*** Data to process ***
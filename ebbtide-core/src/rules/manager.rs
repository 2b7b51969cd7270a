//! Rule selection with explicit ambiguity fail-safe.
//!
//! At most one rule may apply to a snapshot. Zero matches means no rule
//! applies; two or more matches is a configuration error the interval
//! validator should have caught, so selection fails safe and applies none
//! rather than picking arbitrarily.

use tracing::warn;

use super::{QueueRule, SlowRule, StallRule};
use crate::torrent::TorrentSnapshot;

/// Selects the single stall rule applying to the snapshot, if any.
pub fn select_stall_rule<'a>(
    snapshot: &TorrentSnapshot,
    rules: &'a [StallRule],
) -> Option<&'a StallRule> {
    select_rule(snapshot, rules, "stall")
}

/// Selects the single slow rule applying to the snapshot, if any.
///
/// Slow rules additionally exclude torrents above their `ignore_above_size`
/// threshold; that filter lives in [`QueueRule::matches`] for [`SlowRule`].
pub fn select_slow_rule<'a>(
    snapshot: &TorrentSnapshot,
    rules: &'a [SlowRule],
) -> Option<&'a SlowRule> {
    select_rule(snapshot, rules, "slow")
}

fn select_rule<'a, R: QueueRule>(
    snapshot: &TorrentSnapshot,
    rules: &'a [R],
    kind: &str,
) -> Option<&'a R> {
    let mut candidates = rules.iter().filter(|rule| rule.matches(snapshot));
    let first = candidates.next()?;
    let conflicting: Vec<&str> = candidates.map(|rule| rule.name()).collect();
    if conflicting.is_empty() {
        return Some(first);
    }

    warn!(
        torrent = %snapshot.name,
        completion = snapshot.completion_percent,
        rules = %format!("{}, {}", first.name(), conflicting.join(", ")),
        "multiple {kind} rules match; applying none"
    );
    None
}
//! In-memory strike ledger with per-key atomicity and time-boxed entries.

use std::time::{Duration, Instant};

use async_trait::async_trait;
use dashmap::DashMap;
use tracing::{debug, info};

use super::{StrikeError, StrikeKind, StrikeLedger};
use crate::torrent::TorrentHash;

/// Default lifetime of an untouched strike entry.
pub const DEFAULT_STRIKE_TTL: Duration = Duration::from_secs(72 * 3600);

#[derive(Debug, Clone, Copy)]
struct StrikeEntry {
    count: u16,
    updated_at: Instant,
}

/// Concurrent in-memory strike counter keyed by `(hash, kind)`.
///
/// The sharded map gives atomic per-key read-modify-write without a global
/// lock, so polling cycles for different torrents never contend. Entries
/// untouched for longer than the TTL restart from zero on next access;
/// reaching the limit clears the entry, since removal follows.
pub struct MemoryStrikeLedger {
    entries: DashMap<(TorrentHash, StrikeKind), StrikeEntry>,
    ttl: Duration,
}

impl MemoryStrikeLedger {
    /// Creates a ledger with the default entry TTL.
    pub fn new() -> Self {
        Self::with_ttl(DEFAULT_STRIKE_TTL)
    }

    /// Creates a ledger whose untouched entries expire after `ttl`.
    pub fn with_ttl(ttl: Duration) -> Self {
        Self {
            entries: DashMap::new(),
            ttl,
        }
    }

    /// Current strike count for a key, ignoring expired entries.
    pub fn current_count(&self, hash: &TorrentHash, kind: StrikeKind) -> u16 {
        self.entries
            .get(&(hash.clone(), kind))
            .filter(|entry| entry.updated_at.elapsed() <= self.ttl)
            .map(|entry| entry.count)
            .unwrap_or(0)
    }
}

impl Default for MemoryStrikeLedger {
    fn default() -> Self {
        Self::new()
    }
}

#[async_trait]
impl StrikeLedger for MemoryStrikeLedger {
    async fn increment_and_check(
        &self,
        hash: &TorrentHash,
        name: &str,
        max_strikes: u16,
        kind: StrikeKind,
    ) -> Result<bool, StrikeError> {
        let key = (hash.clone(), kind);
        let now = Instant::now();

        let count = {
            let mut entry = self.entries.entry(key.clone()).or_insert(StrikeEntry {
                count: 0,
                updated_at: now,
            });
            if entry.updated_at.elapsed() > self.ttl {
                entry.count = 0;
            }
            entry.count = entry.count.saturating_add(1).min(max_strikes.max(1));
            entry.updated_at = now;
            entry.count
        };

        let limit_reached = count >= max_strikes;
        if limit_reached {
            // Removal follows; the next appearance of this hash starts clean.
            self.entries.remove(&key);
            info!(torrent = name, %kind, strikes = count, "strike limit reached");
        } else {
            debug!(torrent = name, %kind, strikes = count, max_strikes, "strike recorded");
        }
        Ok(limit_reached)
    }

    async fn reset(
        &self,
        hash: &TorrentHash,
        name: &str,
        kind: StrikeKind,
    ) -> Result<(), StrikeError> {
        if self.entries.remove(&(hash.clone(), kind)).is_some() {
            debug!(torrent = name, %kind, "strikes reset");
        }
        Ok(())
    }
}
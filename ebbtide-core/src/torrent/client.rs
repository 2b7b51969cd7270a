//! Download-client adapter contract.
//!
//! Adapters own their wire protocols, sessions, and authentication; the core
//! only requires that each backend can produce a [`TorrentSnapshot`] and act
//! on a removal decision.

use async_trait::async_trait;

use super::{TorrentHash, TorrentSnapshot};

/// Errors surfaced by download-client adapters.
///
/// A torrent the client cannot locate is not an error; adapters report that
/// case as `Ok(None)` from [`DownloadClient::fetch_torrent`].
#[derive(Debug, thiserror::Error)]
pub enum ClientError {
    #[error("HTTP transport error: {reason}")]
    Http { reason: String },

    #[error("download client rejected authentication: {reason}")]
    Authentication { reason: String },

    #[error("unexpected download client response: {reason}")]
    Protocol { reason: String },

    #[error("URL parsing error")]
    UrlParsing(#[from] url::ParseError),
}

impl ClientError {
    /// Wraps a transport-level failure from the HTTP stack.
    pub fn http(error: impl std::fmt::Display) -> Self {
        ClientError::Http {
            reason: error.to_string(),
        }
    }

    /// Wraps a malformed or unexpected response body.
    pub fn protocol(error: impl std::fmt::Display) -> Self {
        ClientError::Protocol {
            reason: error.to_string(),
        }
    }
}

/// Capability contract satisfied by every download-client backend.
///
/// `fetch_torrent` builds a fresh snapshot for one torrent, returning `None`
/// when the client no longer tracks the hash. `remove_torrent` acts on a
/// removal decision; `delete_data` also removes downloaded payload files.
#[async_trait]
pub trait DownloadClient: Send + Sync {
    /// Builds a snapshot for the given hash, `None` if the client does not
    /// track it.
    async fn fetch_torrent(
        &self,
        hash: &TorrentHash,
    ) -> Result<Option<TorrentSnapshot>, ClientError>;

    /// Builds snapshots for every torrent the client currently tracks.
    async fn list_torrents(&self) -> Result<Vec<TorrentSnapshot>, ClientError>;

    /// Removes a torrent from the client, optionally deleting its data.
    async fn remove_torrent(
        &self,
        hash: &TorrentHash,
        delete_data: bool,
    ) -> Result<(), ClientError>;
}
*** End of Data to process ***
Every entry needs to be copied exactly as it was written.

* [Answer for the task]
filename ebbtide-core/src/rules/manager.rs
repository 2b7b51969cd7270a
//! Rule selection with explicit ambiguity fail-safe.
//!
//! At most one rule may apply to a snapshot. Zero matches means no rule
//! applies; two or more matches is a configuration error the interval
//! validator should have caught, so selection fails safe and applies none
//! rather than picking arbitrarily.

use tracing::warn;

use super::{QueueRule, SlowRule, StallRule};
use crate::torrent::TorrentSnapshot;

/// Selects the single stall rule applying to the snapshot, if any.
pub fn select_stall_rule<'a>(
    snapshot: &TorrentSnapshot,
    rules: &'a [StallRule],
) -> Option<&'a StallRule> {
    select_rule(snapshot, rules, "stall")
}

/// Selects the single slow rule applying to the snapshot, if any.
///
/// Slow rules additionally exclude torrents above their `ignore_above_size`
/// threshold; that filter lives in [`QueueRule::matches`] for [`SlowRule`].
pub fn select_slow_rule<'a>(
    snapshot: &TorrentSnapshot,
    rules: &'a [SlowRule],
) -> Option<&'a SlowRule> {
    select_rule(snapshot, rules, "slow")
}

fn select_rule<'a, R: QueueRule>(
    snapshot: &TorrentSnapshot,
    rules: &'a [R],
    kind: &str,
) -> Option<&'a R> {
    let mut candidates = rules.iter().filter(|rule| rule.matches(snapshot));
    let first = candidates.next()?;
    let conflicting: Vec<&str> = candidates.map(|rule| rule.name()).collect();
    if conflicting.is_empty() {
        return Some(first);
    }

    warn!(
        torrent = %snapshot.name,
        completion = snapshot.completion_percent,
        rules = %format!("{}, {}", first.name(), conflicting.join(", ")),
        "multiple {kind} rules match; applying none"
    );
    None
}
//! In-memory strike ledger with per-key atomicity and time-boxed entries.

use std::time::{Duration, Instant};

use async_trait::async_trait;
use dashmap::DashMap;
use tracing::{debug, info};

use super::{StrikeError, StrikeKind, StrikeLedger};
use crate::torrent::TorrentHash;

/// Default lifetime of an untouched strike entry.
pub const DEFAULT_STRIKE_TTL: Duration = Duration::from_secs(72 * 3600);

#[derive(Debug, Clone, Copy)]
struct StrikeEntry {
    count: u16,
    updated_at: Instant,
}

/// Concurrent in-memory strike counter keyed by `(hash, kind)`.
///
/// The sharded map gives atomic per-key read-modify-write without a global
/// lock, so polling cycles for different torrents never contend. Entries
/// untouched for longer than the TTL restart from zero on next access;
/// reaching the limit clears the entry, since removal follows.
pub struct MemoryStrikeLedger {
    entries: DashMap<(TorrentHash, StrikeKind), StrikeEntry>,
    ttl: Duration,
}

impl MemoryStrikeLedger {
    /// Creates a ledger with the default entry TTL.
    pub fn new() -> Self {
        Self::with_ttl(DEFAULT_STRIKE_TTL)
    }

    /// Creates a ledger whose untouched entries expire after `ttl`.
    pub fn with_ttl(ttl: Duration) -> Self {
        Self {
            entries: DashMap::new(),
            ttl,
        }
    }

    /// Current strike count for a key, ignoring expired entries.
    pub fn current_count(&self, hash: &TorrentHash, kind: StrikeKind) -> u16 {
        self.entries
            .get(&(hash.clone(), kind))
            .filter(|entry| entry.updated_at.elapsed() <= self.ttl)
            .map(|entry| entry.count)
            .unwrap_or(0)
    }
}

impl Default for MemoryStrikeLedger {
    fn default() -> Self {
        Self::new()
    }
}

#[async_trait]
impl StrikeLedger for MemoryStrikeLedger {
    async fn increment_and_check(
        &self,
        hash: &TorrentHash,
        name: &str,
        max_strikes: u16,
        kind: StrikeKind,
    ) -> Result<bool, StrikeError> {
        let key = (hash.clone(), kind);
        let now = Instant::now();

        let count = {
            let mut entry = self.entries.entry(key.clone()).or_insert(StrikeEntry {
                count: 0,
                updated_at: now,
            });
            if entry.updated_at.elapsed() > self.ttl {
                entry.count = 0;
            }
            entry.count = entry.count.saturating_add(1).min(max_strikes.max(1));
            entry.updated_at = now;
            entry.count
        };

        let limit_reached = count >= max_strikes;
        if limit_reached {
            // Removal follows; the next appearance of this hash starts clean.
            self.entries.remove(&key);
            info!(torrent = name, %kind, strikes = count, "strike limit reached");
        } else {
            debug!(torrent = name, %kind, strikes = count, max_strikes, "strike recorded");
        }
        Ok(limit_reached)
    }

    async fn reset(
        &self,
        hash: &TorrentHash,
        name: &str,
        kind: StrikeKind,
    ) -> Result<(), StrikeError> {
        if self.entries.remove(&(hash.clone(), kind)).is_some() {
            debug!(torrent = name, %kind, "strikes reset");
        }
        Ok(())
    }
}
filename ebbtide-core/src/torrent/client.rs
repository 2b7b51969cd7270a
//! Download-client adapter contract.
//!
//! Adapters own their wire protocols, sessions, and authentication; the core
//! only requires that each backend can produce a [`TorrentSnapshot`] and act
//! on a removal decision.

use async_trait::async_trait;

use super::{TorrentHash, TorrentSnapshot};

/// Errors surfaced by download-client adapters.
///
/// A torrent the client cannot locate is not an error; adapters report that
/// case as `Ok(None)` from [`DownloadClient::fetch_torrent`].
#[derive(Debug, thiserror::Error)]
pub enum ClientError {
    #[error("HTTP transport error: {reason}")]
    Http { reason: String },

    #[error("download client rejected authentication: {reason}")]
    Authentication { reason: String },

    #[error("unexpected download client response: {reason}")]
    Protocol { reason: String },

    #[error("URL parsing error")]
    UrlParsing(#[from] url::ParseError),
}

impl ClientError {
    /// Wraps a transport-level failure from the HTTP stack.
    pub fn http(error: impl std::fmt::Display) -> Self {
        ClientError::Http {
            reason: error.to_string(),
        }
    }

    /// Wraps a malformed or unexpected response body.
    pub fn protocol(error: impl std::fmt::Display) -> Self {
        ClientError::Protocol {
            reason: error.to_string(),
        }
    }
}

/// Capability contract satisfied by every download-client backend.
///
/// `fetch_torrent` builds a fresh snapshot for one torrent, returning `None`
/// when the client no longer tracks the hash. `remove_torrent` acts on a
/// removal decision; `delete_data` also removes downloaded payload files.
#[async_trait]
pub trait DownloadClient: Send + Sync {
    /// Builds a snapshot for the given hash, `None` if the client does not
    /// track it.
    async fn fetch_torrent(
        &self,
        hash: &TorrentHash,
    ) -> Result<Option<TorrentSnapshot>, ClientError>;

    /// Builds snapshots for every torrent the client currently tracks.
    async fn list_torrents(&self) -> Result<Vec<TorrentSnapshot>, ClientError>;

    /// Removes a torrent from the client, optionally deleting its data.
    async fn remove_torrent(
        &self,
        hash: &TorrentHash,
        delete_data: bool,
    ) -> Result<(), ClientError>;
}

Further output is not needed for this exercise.